Modelling spatially autocorrelated detection probabilities in spatial capture-recapture using random effects

Spatial capture-recapture (SCR) models are now widely used for estimating density from repeated individual spatial encounters. SCR accounts for the inherent spatial autocorrelation in individual detections by modelling detection probabilities as a function of distance between the detectors and individual activity centres. However, additional spatial heterogeneity in detection probability may still creep in due to environmental or sampling characteristics. if unaccounted for, such variation can lead to pronounced bias in population size estimates. Using simulations, we describe and test three Bayesian SCR models that use generalized linear mixed models (GLMM) to account for latent heterogeneity in baseline detection probability across detectors using: independent random effects (RE), spatially autocorrelated random effects (SARE), and a two-group finite mixture model (FM).

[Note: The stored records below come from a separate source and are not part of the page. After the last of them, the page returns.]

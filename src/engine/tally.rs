//! Tally engine: deterministic aggregation of committed ballots
//!
//! Derives `ResultTally` records by folding over the ballot box's committed
//! log. Summation is commutative, so the result is independent of ballot
//! order; counts live in a `BTreeMap`, so recomputation over an unchanged
//! ballot set is bit-identical. The engine never mutates ballots and never
//! exposes per-voter selections.

use crate::engine::ballot_box::BallotBox;
use crate::engine::registry::ElectionRegistry;
use crate::types::{ElectionState, ResultTally};
use crate::{Error, Result, internal_error};
use chrono::Utc;
use std::collections::{BTreeMap, HashMap};
use std::sync::{Arc, RwLock};
use uuid::Uuid;

pub struct TallyEngine {
    registry: Arc<ElectionRegistry>,
    ballot_box: Arc<BallotBox>,
    tallies: RwLock<HashMap<Uuid, ResultTally>>,
}

impl TallyEngine {
    pub fn new(registry: Arc<ElectionRegistry>, ballot_box: Arc<BallotBox>) -> Self {
        Self {
            registry,
            ballot_box,
            tallies: RwLock::new(HashMap::new()),
        }
    }

    /// Compute (or recompute) the tally for a closed election
    ///
    /// Every candidate appears in the counts, including those with zero
    /// votes. Recomputation over an unchanged ballot set returns the stored
    /// tally unchanged, preserving `computed_at` and the publish flag;
    /// recomputation is therefore idempotent and safe under concurrent
    /// invocation.
    pub fn compute_tally(&self, election_id: Uuid) -> Result<ResultTally> {
        let election = self.registry.election(election_id)?;
        if !matches!(
            election.state,
            ElectionState::Closed | ElectionState::Published
        ) {
            return Err(Error::ElectionNotClosed {
                state: election.state,
            });
        }

        let mut counts: BTreeMap<Uuid, u64> = BTreeMap::new();
        for position in self.registry.positions_for(election_id)? {
            for candidate in self.registry.candidates_for(position.id)? {
                counts.insert(candidate.id, 0);
            }
        }

        let ballots = self.ballot_box.ballots_for(election_id)?;
        let ballot_count = ballots.len() as u64;
        for ballot in &ballots {
            for candidate_id in ballot.selections.values() {
                *counts.entry(*candidate_id).or_insert(0) += 1;
            }
        }

        let mut tallies = self
            .tallies
            .write()
            .map_err(|_| internal_error!("Tally store lock poisoned"))?;

        // Idempotence: an unchanged ballot set keeps the stored tally
        // byte-for-byte, publish flag and timestamp included.
        if let Some(existing) = tallies.get(&election_id) {
            if existing.counts == counts && existing.ballot_count == ballot_count {
                return Ok(existing.clone());
            }
        }

        let tally = ResultTally {
            election_id,
            counts,
            ballot_count,
            computed_at: Utc::now().timestamp(),
            published: tallies
                .get(&election_id)
                .map(|t| t.published)
                .unwrap_or(false),
        };
        tallies.insert(election_id, tally.clone());

        tracing::info!(
            "🧮 Tally computed: election={}, ballots={}",
            election_id,
            tally.ballot_count
        );

        Ok(tally)
    }

    /// The stored tally for an election, if one has been computed
    pub fn tally(&self, election_id: Uuid) -> Result<Option<ResultTally>> {
        let tallies = self
            .tallies
            .read()
            .map_err(|_| internal_error!("Tally store lock poisoned"))?;
        Ok(tallies.get(&election_id).cloned())
    }

    /// Set the one-way publish flag; invoked only by the results publisher
    pub(crate) fn set_published(&self, election_id: Uuid) -> Result<ResultTally> {
        let mut tallies = self
            .tallies
            .write()
            .map_err(|_| internal_error!("Tally store lock poisoned"))?;

        let tally = tallies.get_mut(&election_id).ok_or(Error::NotTallied)?;
        if tally.published {
            return Err(Error::AlreadyPublished);
        }
        tally.published = true;

        Ok(tally.clone())
    }
}

#[cfg(test)]
mod tests {
    use super::*;
    use crate::engine::roll::VoterRoll;
    use crate::types::Visibility;

    struct Fixture {
        registry: Arc<ElectionRegistry>,
        roll: Arc<VoterRoll>,
        ballot_box: Arc<BallotBox>,
        tally_engine: TallyEngine,
        election_id: Uuid,
        position_id: Uuid,
        candidates: Vec<Uuid>,
    }

    /// An Active election with one position and `candidate_count` candidates.
    fn active_election(candidate_count: usize) -> Fixture {
        let registry = Arc::new(ElectionRegistry::new());
        let roll = Arc::new(VoterRoll::new());
        let ballot_box = Arc::new(BallotBox::new(registry.clone(), roll.clone(), 3));
        let tally_engine = TallyEngine::new(registry.clone(), ballot_box.clone());

        let now = Utc::now().timestamp();
        let election = registry
            .create_election(
                "manager@school.com",
                "Science Olympiad Team Lead",
                now + 3600,
                now + 7200,
                Visibility::Public,
            )
            .unwrap();
        let position = registry.add_position(election.id, "Team Lead").unwrap();
        let candidates: Vec<Uuid> = (0..candidate_count)
            .map(|i| {
                registry
                    .add_candidate(position.id, &format!("Candidate {i}"), None)
                    .unwrap()
                    .id
            })
            .collect();

        registry.schedule(election.id).unwrap();
        registry
            .set_window_for_testing(election.id, now - 60, now + 3600)
            .unwrap();

        Fixture {
            registry,
            roll,
            ballot_box,
            tally_engine,
            election_id: election.id,
            position_id: position.id,
            candidates,
        }
    }

    fn cast_for(fixture: &Fixture, voter: &str, candidate: Uuid) {
        fixture.roll.add_voter(fixture.election_id, voter).unwrap();
        let mut selections = BTreeMap::new();
        selections.insert(fixture.position_id, candidate);
        fixture
            .ballot_box
            .cast_ballot(fixture.election_id, voter, selections)
            .unwrap();
    }

    #[test]
    fn test_tally_requires_closed_election() {
        let fixture = active_election(2);

        let err = fixture
            .tally_engine
            .compute_tally(fixture.election_id)
            .unwrap_err();
        assert!(matches!(
            err,
            Error::ElectionNotClosed { state: ElectionState::Active }
        ));
    }

    #[test]
    fn test_conservation_68_ballots_across_3_candidates() {
        let fixture = active_election(3);

        // 35 / 28 / 5, matching the published scenario
        let spread = [35usize, 28, 5];
        let mut voter = 0;
        for (candidate_index, votes) in spread.iter().enumerate() {
            for _ in 0..*votes {
                cast_for(
                    &fixture,
                    &format!("voter{voter}@school.com"),
                    fixture.candidates[candidate_index],
                );
                voter += 1;
            }
        }

        fixture.registry.close(fixture.election_id).unwrap();
        let tally = fixture
            .tally_engine
            .compute_tally(fixture.election_id)
            .unwrap();

        assert_eq!(tally.ballot_count, 68);
        assert_eq!(tally.counts.values().sum::<u64>(), 68);
        assert_eq!(tally.counts[&fixture.candidates[0]], 35);
        assert_eq!(tally.counts[&fixture.candidates[1]], 28);
        assert_eq!(tally.counts[&fixture.candidates[2]], 5);
    }

    #[test]
    fn test_zero_vote_candidates_appear_in_counts() {
        let fixture = active_election(3);
        cast_for(&fixture, "only.voter@school.com", fixture.candidates[0]);

        fixture.registry.close(fixture.election_id).unwrap();
        let tally = fixture
            .tally_engine
            .compute_tally(fixture.election_id)
            .unwrap();

        assert_eq!(tally.counts.len(), 3);
        assert_eq!(tally.counts[&fixture.candidates[1]], 0);
        assert_eq!(tally.counts[&fixture.candidates[2]], 0);
    }

    #[test]
    fn test_recomputation_is_idempotent() {
        let fixture = active_election(2);
        cast_for(&fixture, "a@school.com", fixture.candidates[0]);
        cast_for(&fixture, "b@school.com", fixture.candidates[1]);

        fixture.registry.close(fixture.election_id).unwrap();

        let first = fixture
            .tally_engine
            .compute_tally(fixture.election_id)
            .unwrap();
        let second = fixture
            .tally_engine
            .compute_tally(fixture.election_id)
            .unwrap();

        // Bit-identical, computed_at included
        assert_eq!(first, second);
    }

    #[test]
    fn test_publish_flag_is_one_way() {
        let fixture = active_election(2);
        cast_for(&fixture, "a@school.com", fixture.candidates[0]);
        fixture.registry.close(fixture.election_id).unwrap();

        assert!(matches!(
            fixture
                .tally_engine
                .set_published(fixture.election_id)
                .unwrap_err(),
            Error::NotTallied
        ));

        fixture
            .tally_engine
            .compute_tally(fixture.election_id)
            .unwrap();
        let published = fixture
            .tally_engine
            .set_published(fixture.election_id)
            .unwrap();
        assert!(published.published);

        assert!(matches!(
            fixture
                .tally_engine
                .set_published(fixture.election_id)
                .unwrap_err(),
            Error::AlreadyPublished
        ));

        // Recomputation after publish keeps the flag set
        let recomputed = fixture
            .tally_engine
            .compute_tally(fixture.election_id)
            .unwrap();
        assert!(recomputed.published);
    }
}
//! Configuration management for the election engine
//!
//! Loads settings from environment variables with validation and defaults.

use crate::{Error, Result};
use serde::{Deserialize, Serialize};

/// Default bound on local retries of a conflicting ballot commit
const DEFAULT_MAX_COMMIT_RETRIES: u32 = 3;

/// Ballot commit behaviour
#[derive(Debug, Clone, Serialize, Deserialize)]
pub struct CommitConfig {
    /// How many times a ballot commit is retried locally after an internal
    /// storage conflict before the conflict is surfaced to the caller.
    /// This is the only automatic retry in the system.
    pub max_commit_retries: u32,
}

impl Default for CommitConfig {
    fn default() -> Self {
        Self {
            max_commit_retries: DEFAULT_MAX_COMMIT_RETRIES,
        }
    }
}

/// Logging configuration
#[derive(Debug, Clone, Serialize, Deserialize)]
pub struct LoggingConfig {
    pub level: String,
    pub format: String,
}

/// Application configuration
#[derive(Debug, Clone, Serialize, Deserialize)]
pub struct Config {
    pub commit: CommitConfig,
    pub logging: LoggingConfig,
}

impl Config {
    /// Load configuration from environment variables
    pub fn from_env() -> Result<Self> {
        dotenvy::dotenv().ok(); // Load .env file if present

        let max_commit_retries = std::env::var("BALLOT_MAX_COMMIT_RETRIES")
            .unwrap_or_else(|_| DEFAULT_MAX_COMMIT_RETRIES.to_string())
            .parse()
            .map_err(|_| Error::internal("Invalid BALLOT_MAX_COMMIT_RETRIES"))?;

        if max_commit_retries == 0 {
            return Err(Error::internal(
                "BALLOT_MAX_COMMIT_RETRIES must be at least 1",
            ));
        }

        let logging = LoggingConfig {
            level: std::env::var("LOG_LEVEL").unwrap_or_else(|_| "info".to_string()),
            format: std::env::var("LOG_FORMAT").unwrap_or_else(|_| "json".to_string()),
        };

        Ok(Self {
            commit: CommitConfig { max_commit_retries },
            logging,
        })
    }

    /// Create configuration for testing
    pub fn for_testing() -> Self {
        Self {
            commit: CommitConfig {
                max_commit_retries: 2,
            },
            logging: LoggingConfig {
                level: "debug".to_string(),
                format: "pretty".to_string(),
            },
        }
    }
}

impl Default for Config {
    fn default() -> Self {
        Self {
            commit: CommitConfig::default(),
            logging: LoggingConfig {
                level: "info".to_string(),
                format: "json".to_string(),
            },
        }
    }
}
//! Engine components: registry, roll, ballot box, tally, publisher
//!
//! Each component exclusively owns one slice of state. The role-gated
//! [`ElectionService`] facade composes them and is the intended public
//! surface; the components themselves are exported for embedders that
//! want to wire their own topology.

pub mod ballot_box;
pub mod publisher;
pub mod registry;
pub mod roll;
pub mod service;
pub mod tally;

pub use ballot_box::BallotBox;
pub use publisher::ResultsPublisher;
pub use registry::ElectionRegistry;
pub use roll::VoterRoll;
pub use service::ElectionService;
pub use tally::TallyEngine;
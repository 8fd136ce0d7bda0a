//! Voter roll: per-election eligibility and voting status
//!
//! Exclusively owns `VoterRollEntry` state. The has-voted flag is flipped
//! only through [`VoterRoll::mark_voted`], a compare-and-set invoked by the
//! ballot box inside its commit boundary, and is never reversed.

use crate::types::{RollSummary, VoterRollEntry};
use crate::{Error, Result, internal_error};
use chrono::Utc;
use std::collections::HashMap;
use std::sync::{RwLock, RwLockWriteGuard};
use uuid::Uuid;

/// Storage key: one entry per (election, voter) pair
pub(crate) type RollKey = (Uuid, String);

pub struct VoterRoll {
    entries: RwLock<HashMap<RollKey, VoterRollEntry>>,
}

impl VoterRoll {
    pub fn new() -> Self {
        Self {
            entries: RwLock::new(HashMap::new()),
        }
    }

    /// Add a voter to an election's roll
    ///
    /// The roll-freeze check (no additions once the election is past
    /// Scheduled) lives in the service layer, which owns the registry; this
    /// method enforces only the uniqueness invariant.
    pub fn add_voter(&self, election_id: Uuid, voter_id: &str) -> Result<VoterRollEntry> {
        let mut entries = self
            .entries
            .write()
            .map_err(|_| internal_error!("Roll lock poisoned"))?;

        let key = (election_id, voter_id.to_string());
        if entries.contains_key(&key) {
            return Err(Error::DuplicateVoter {
                election_id,
                voter_id: voter_id.to_string(),
            });
        }

        let entry = VoterRollEntry {
            election_id,
            voter_id: voter_id.to_string(),
            eligible: true,
            has_voted: false,
            added_at: Utc::now(),
        };
        entries.insert(key, entry.clone());

        Ok(entry)
    }

    /// Whether the voter may still cast a ballot: on the roll, eligible,
    /// and not yet voted
    pub fn is_eligible(&self, election_id: Uuid, voter_id: &str) -> Result<bool> {
        let entries = self
            .entries
            .read()
            .map_err(|_| internal_error!("Roll lock poisoned"))?;

        Ok(entries
            .get(&(election_id, voter_id.to_string()))
            .map(|e| e.eligible && !e.has_voted)
            .unwrap_or(false))
    }

    /// Look up one roll entry
    pub fn entry(&self, election_id: Uuid, voter_id: &str) -> Result<Option<VoterRollEntry>> {
        let entries = self
            .entries
            .read()
            .map_err(|_| internal_error!("Roll lock poisoned"))?;
        Ok(entries.get(&(election_id, voter_id.to_string())).cloned())
    }

    /// Whether this voter has a committed ballot in the election
    pub fn has_voted(&self, election_id: Uuid, voter_id: &str) -> Result<bool> {
        Ok(self
            .entry(election_id, voter_id)?
            .map(|e| e.has_voted)
            .unwrap_or(false))
    }

    /// All roll entries for an election
    pub fn entries_for(&self, election_id: Uuid) -> Result<Vec<VoterRollEntry>> {
        let entries = self
            .entries
            .read()
            .map_err(|_| internal_error!("Roll lock poisoned"))?;
        Ok(entries
            .values()
            .filter(|e| e.election_id == election_id)
            .cloned()
            .collect())
    }

    /// Aggregate counts for a manager's roll overview
    pub fn summary(&self, election_id: Uuid) -> Result<RollSummary> {
        let entries = self.entries_for(election_id)?;
        let total = entries.len() as u64;
        let voted = entries.iter().filter(|e| e.has_voted).count() as u64;
        Ok(RollSummary {
            total,
            voted,
            remaining: total - voted,
        })
    }

    /// Elections where this voter holds an eligible, not-yet-voted entry
    pub fn open_elections_for(&self, voter_id: &str) -> Result<Vec<Uuid>> {
        let entries = self
            .entries
            .read()
            .map_err(|_| internal_error!("Roll lock poisoned"))?;
        Ok(entries
            .values()
            .filter(|e| e.voter_id == voter_id && e.eligible && !e.has_voted)
            .map(|e| e.election_id)
            .collect())
    }

    /// Write-lock the underlying entries for the ballot commit boundary
    ///
    /// Only the ballot box uses this, so the has-voted flip and the ballot
    /// insert happen under the same pair of write guards. Lock order is
    /// always roll before ballots.
    pub(crate) fn lock_entries(
        &self,
    ) -> Result<RwLockWriteGuard<'_, HashMap<RollKey, VoterRollEntry>>> {
        self.entries
            .write()
            .map_err(|_| internal_error!("Roll lock poisoned"))
    }

    /// Compare-and-set the has-voted flag on an already write-locked roll
    ///
    /// Returns `AlreadyVoted` if the flag is set, `NotEligible` if the entry
    /// is missing or ineligible. Never clears the flag.
    pub(crate) fn mark_voted(
        entries: &mut HashMap<RollKey, VoterRollEntry>,
        election_id: Uuid,
        voter_id: &str,
    ) -> Result<()> {
        let entry = entries
            .get_mut(&(election_id, voter_id.to_string()))
            .ok_or(Error::NotEligible)?;

        if !entry.eligible {
            return Err(Error::NotEligible);
        }
        if entry.has_voted {
            return Err(Error::AlreadyVoted);
        }

        entry.has_voted = true;
        Ok(())
    }
}

impl Default for VoterRoll {
    fn default() -> Self {
        Self::new()
    }
}
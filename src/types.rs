//! # Core Types for the Election Engine
//!
//! This module defines the entities shared by every component of the engine:
//! elections and their lifecycle states, positions and candidates, voter roll
//! entries, committed ballots, and result tallies.
//!
//! ## Design Principles
//!
//! - **Surrogate ids**: every entity is keyed by a UUID; relationships are
//!   plain foreign-key references, never nested copies
//! - **Monotonic lifecycle**: [`ElectionState`] only moves forward along the
//!   edges in [`ElectionState::can_transition_to`]
//! - **Deterministic aggregates**: tallies use [`BTreeMap`] so recomputation
//!   over an unchanged ballot set is bit-identical
//! - **Ballot secrecy**: voter identity lives on [`Ballot`] for the audit
//!   trail only and never appears in [`ResultTally`]
//!
//! ## Usage Example
//!
//! ```rust
//! use ballot::types::{Election, ElectionState, Visibility};
//! use chrono::Utc;
//! use uuid::Uuid;
//!
//! let now = Utc::now().timestamp();
//! let election = Election {
//!     id: Uuid::new_v4(),
//!     name: "Student Council President".to_string(),
//!     owner: "manager@school.example".to_string(),
//!     start_time: now + 3600,
//!     end_time: now + 86400,
//!     visibility: Visibility::Public,
//!     state: ElectionState::Draft,
//!     created_at: Utc::now(),
//! };
//!
//! assert!(!election.has_started(now));
//! assert_eq!(election.effective_state(now), ElectionState::Draft);
//! ```

use chrono::{DateTime, Utc};
use serde::{Deserialize, Serialize};
use std::collections::BTreeMap;
use uuid::Uuid;

/// Unix timestamp (seconds since epoch, UTC)
///
/// All scheduling decisions are pure functions of this clock value and the
/// persisted start/end timestamps, which is what makes concurrent lifecycle
/// evaluation idempotent.
pub type Timestamp = i64;

/// Caller role resolved by the external identity authority
///
/// The engine never performs authentication itself; it receives an already
/// resolved [`Actor`] and performs capability checks against its role.
#[derive(Debug, Clone, Copy, PartialEq, Eq, Serialize, Deserialize)]
pub enum Role {
    /// Platform administrator: full access, including the audit log
    Admin,
    /// Election manager: creates and operates the elections they own
    Manager,
    /// Voter: casts ballots in elections where they appear on the roll
    Voter,
}

/// An authenticated caller: identity plus resolved role
///
/// Produced by the identity & role authority collaborator (out of scope
/// here); the engine treats it as opaque input to its capability checks.
#[derive(Debug, Clone, PartialEq, Eq, Serialize, Deserialize)]
pub struct Actor {
    /// Stable caller identity (email or external id)
    pub id: String,
    /// Resolved role
    pub role: Role,
}

impl Actor {
    pub fn admin(id: impl Into<String>) -> Self {
        Self {
            id: id.into(),
            role: Role::Admin,
        }
    }

    pub fn manager(id: impl Into<String>) -> Self {
        Self {
            id: id.into(),
            role: Role::Manager,
        }
    }

    pub fn voter(id: impl Into<String>) -> Self {
        Self {
            id: id.into(),
            role: Role::Voter,
        }
    }
}

/// Who may see a published election and its results
#[derive(Debug, Clone, Copy, PartialEq, Eq, Serialize, Deserialize)]
pub enum Visibility {
    /// Anyone may view the election and its published results
    Public,
    /// Only roll members, the owning manager, and admins may view
    Private,
}

/// States in the election lifecycle
///
/// `Draft → Scheduled → Active → Closed → Published`, with Published
/// terminal. The two time-driven edges (`Scheduled→Active`, `Active→Closed`)
/// are evaluated lazily on access; the explicit edges require a command.
#[derive(Debug, Clone, Copy, PartialEq, Eq, Serialize, Deserialize)]
pub enum ElectionState {
    /// Under construction: structure (positions, candidates) may change
    Draft,
    /// Structure frozen, waiting for the start time
    Scheduled,
    /// Accepting ballots
    Active,
    /// Voting over; tallying allowed
    Closed,
    /// Results published; terminal
    Published,
}

impl ElectionState {
    /// Whether the lifecycle permits moving from `self` to `next`
    pub fn can_transition_to(self, next: ElectionState) -> bool {
        use ElectionState::*;
        matches!(
            (self, next),
            (Draft, Scheduled) | (Scheduled, Active) | (Active, Closed) | (Closed, Published)
        )
    }

    /// Published is the terminal state; no further transitions exist
    pub fn is_terminal(self) -> bool {
        self == ElectionState::Published
    }

    /// Whether the voter roll may still be modified in this state
    ///
    /// The roll freezes once the election can start accepting ballots, to
    /// prevent late manipulation of eligibility during voting.
    pub fn roll_open(self) -> bool {
        matches!(self, ElectionState::Draft | ElectionState::Scheduled)
    }
}

/// A time-boxed voting event with one or more positions
#[derive(Debug, Clone, PartialEq, Serialize, Deserialize)]
pub struct Election {
    /// Unique election identifier
    pub id: Uuid,

    /// Human-readable election name
    pub name: String,

    /// Identity of the owning manager
    pub owner: String,

    /// Voting window opens at this time (inclusive)
    pub start_time: Timestamp,

    /// Voting window closes at this time; must be after `start_time`
    pub end_time: Timestamp,

    /// Who may view this election and its published results
    pub visibility: Visibility,

    /// Last persisted lifecycle state
    ///
    /// The time-driven transitions may not have been applied yet; use
    /// [`Election::effective_state`] for the state as of a given clock
    /// reading.
    pub state: ElectionState,

    /// When this election record was created
    pub created_at: DateTime<Utc>,
}

impl Election {
    /// Whether the voting window has opened as of `now`
    pub fn has_started(&self, now: Timestamp) -> bool {
        now >= self.start_time
    }

    /// Whether the voting window has closed as of `now`
    pub fn has_ended(&self, now: Timestamp) -> bool {
        now >= self.end_time
    }

    /// Derive the lifecycle state as of `now`
    ///
    /// Pure function of the persisted state and the clock: concurrent
    /// observers always derive the same answer, so persisting the result is
    /// idempotent (the first writer wins, later writers change nothing).
    /// A Scheduled election whose whole window has already passed derives
    /// straight to Closed, having passed through Active unobserved.
    pub fn effective_state(&self, now: Timestamp) -> ElectionState {
        match self.state {
            ElectionState::Scheduled if self.has_ended(now) => ElectionState::Closed,
            ElectionState::Scheduled if self.has_started(now) => ElectionState::Active,
            ElectionState::Active if self.has_ended(now) => ElectionState::Closed,
            state => state,
        }
    }
}

/// A contested role within an election
///
/// Titles are unique within their election; the candidate set is fixed once
/// the election leaves Draft.
#[derive(Debug, Clone, PartialEq, Serialize, Deserialize)]
pub struct Position {
    /// Unique position identifier
    pub id: Uuid,
    /// Election this position belongs to
    pub election_id: Uuid,
    /// Position title, unique within the election
    pub title: String,
}

/// A candidate standing for one position
#[derive(Debug, Clone, PartialEq, Serialize, Deserialize)]
pub struct Candidate {
    /// Unique candidate identifier
    pub id: Uuid,
    /// Position this candidate stands for
    pub position_id: Uuid,
    /// Candidate's display name
    pub name: String,
    /// Optional candidate statement
    pub statement: Option<String>,
}

/// One voter's standing on an election's roll
///
/// Unique per (election, voter). `has_voted` is flipped exactly once, by a
/// successful ballot commit, and never reversed.
#[derive(Debug, Clone, PartialEq, Serialize, Deserialize)]
pub struct VoterRollEntry {
    /// Election this entry belongs to
    pub election_id: Uuid,
    /// Voter identity (email or external id)
    pub voter_id: String,
    /// Whether this voter may cast a ballot
    pub eligible: bool,
    /// Set only by a successful ballot commit; never reversed
    pub has_voted: bool,
    /// When this entry was added to the roll
    pub added_at: DateTime<Utc>,
}

/// Aggregate roll counts for a manager's election overview
#[derive(Debug, Clone, PartialEq, Eq, Serialize, Deserialize)]
pub struct RollSummary {
    pub total: u64,
    pub voted: u64,
    pub remaining: u64,
}

/// One voter's complete, immutable set of selections for an election
///
/// The voter identity is retained for the audit trail only; it never
/// appears in any tally-facing output.
#[derive(Debug, Clone, PartialEq, Serialize, Deserialize)]
pub struct Ballot {
    /// Unique ballot identifier
    pub id: Uuid,
    /// Election this ballot was cast in
    pub election_id: Uuid,
    /// Casting voter identity (audit only)
    pub voter_id: String,
    /// Exactly one candidate per position, keyed by position id
    pub selections: BTreeMap<Uuid, Uuid>,
    /// Submission time
    pub cast_at: Timestamp,
}

/// Aggregated per-candidate counts derived from committed ballots
///
/// Deterministic: [`BTreeMap`] ordering makes recomputation over an
/// unchanged ballot set bit-identical. Exposes only aggregates, satisfying
/// ballot secrecy.
#[derive(Debug, Clone, PartialEq, Serialize, Deserialize)]
pub struct ResultTally {
    /// Election this tally belongs to
    pub election_id: Uuid,
    /// Vote count per candidate id (zero-vote candidates included)
    pub counts: BTreeMap<Uuid, u64>,
    /// Number of committed ballots folded into this tally
    pub ballot_count: u64,
    /// When this tally was computed
    pub computed_at: Timestamp,
    /// One-way publish flag; set by the results publisher, never cleared
    pub published: bool,
}

impl ResultTally {
    /// A candidate's share of the committed ballots, as a percentage
    ///
    /// Returns 0.0 for unknown candidates and for elections with no
    /// committed ballots.
    pub fn percentage(&self, candidate_id: &Uuid) -> f64 {
        if self.ballot_count == 0 {
            return 0.0;
        }
        let votes = self.counts.get(candidate_id).copied().unwrap_or(0);
        (votes as f64 / self.ballot_count as f64) * 100.0
    }
}

#[cfg(test)]
mod tests {
    use super::*;

    #[test]
    fn test_state_machine_edges() {
        use ElectionState::*;

        assert!(Draft.can_transition_to(Scheduled));
        assert!(Scheduled.can_transition_to(Active));
        assert!(Active.can_transition_to(Closed));
        assert!(Closed.can_transition_to(Published));

        // No skipping, no regression
        assert!(!Draft.can_transition_to(Active));
        assert!(!Scheduled.can_transition_to(Closed));
        assert!(!Published.can_transition_to(Closed));
        assert!(!Closed.can_transition_to(Active));
        assert!(Published.is_terminal());
    }

    fn election_with_window(state: ElectionState, start: Timestamp, end: Timestamp) -> Election {
        Election {
            id: Uuid::new_v4(),
            name: "Test Election".to_string(),
            owner: "manager@example.com".to_string(),
            start_time: start,
            end_time: end,
            visibility: Visibility::Public,
            state,
            created_at: Utc::now(),
        }
    }

    #[test]
    fn test_effective_state_derivation() {
        let now = Utc::now().timestamp();

        // Draft never auto-advances, even past its window
        let draft = election_with_window(ElectionState::Draft, now - 7200, now - 3600);
        assert_eq!(draft.effective_state(now), ElectionState::Draft);

        // Scheduled before the window stays Scheduled
        let upcoming = election_with_window(ElectionState::Scheduled, now + 3600, now + 7200);
        assert_eq!(upcoming.effective_state(now), ElectionState::Scheduled);

        // Scheduled inside the window derives to Active
        let open = election_with_window(ElectionState::Scheduled, now - 3600, now + 3600);
        assert_eq!(open.effective_state(now), ElectionState::Active);

        // Scheduled past the window derives straight to Closed
        let missed = election_with_window(ElectionState::Scheduled, now - 7200, now - 3600);
        assert_eq!(missed.effective_state(now), ElectionState::Closed);

        // Active past the end derives to Closed
        let over = election_with_window(ElectionState::Active, now - 7200, now - 3600);
        assert_eq!(over.effective_state(now), ElectionState::Closed);

        // Derivation is a pure function: repeated evaluation agrees
        assert_eq!(open.effective_state(now), open.effective_state(now));
    }

    #[test]
    fn test_roll_freeze_states() {
        assert!(ElectionState::Draft.roll_open());
        assert!(ElectionState::Scheduled.roll_open());
        assert!(!ElectionState::Active.roll_open());
        assert!(!ElectionState::Closed.roll_open());
        assert!(!ElectionState::Published.roll_open());
    }

    #[test]
    fn test_tally_percentage() {
        let alice = Uuid::new_v4();
        let bob = Uuid::new_v4();
        let mut counts = BTreeMap::new();
        counts.insert(alice, 35u64);
        counts.insert(bob, 28u64);

        let tally = ResultTally {
            election_id: Uuid::new_v4(),
            counts,
            ballot_count: 63,
            computed_at: Utc::now().timestamp(),
            published: false,
        };

        assert!((tally.percentage(&alice) - 55.55).abs() < 0.1);
        assert_eq!(tally.percentage(&Uuid::new_v4()), 0.0);

        let empty = ResultTally {
            election_id: Uuid::new_v4(),
            counts: BTreeMap::new(),
            ballot_count: 0,
            computed_at: Utc::now().timestamp(),
            published: false,
        };
        assert_eq!(empty.percentage(&alice), 0.0);
    }
}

Overall, SARE provided the least biased population size estimates (median RB: -9 -- 6%). When spatial autocorrelation was high, SARE also performed best at predicting the spatial pattern of heterogeneity in detection probability. At intermediate levels of autocorrelation, spatially-explicit estimates of detection probability obtained with FM where more accurate than those generated by SARE and RE. In cases where the number of detections per detector is realistically low (at most 1), all GLMMs considered here may require dimension reduction of the random effects by pooling baseline detection probability parameters across neighboring detectors ("aggregation") to avoid over-parameterization. The added complexity and computational overhead associated with SCR-GLMMs may only be justified in extreme cases of spatial heterogeneity. However, even in less extreme cases, detecting and estimating spatially heterogeneous detection probability may assist in planning or adjusting monitoring schemes.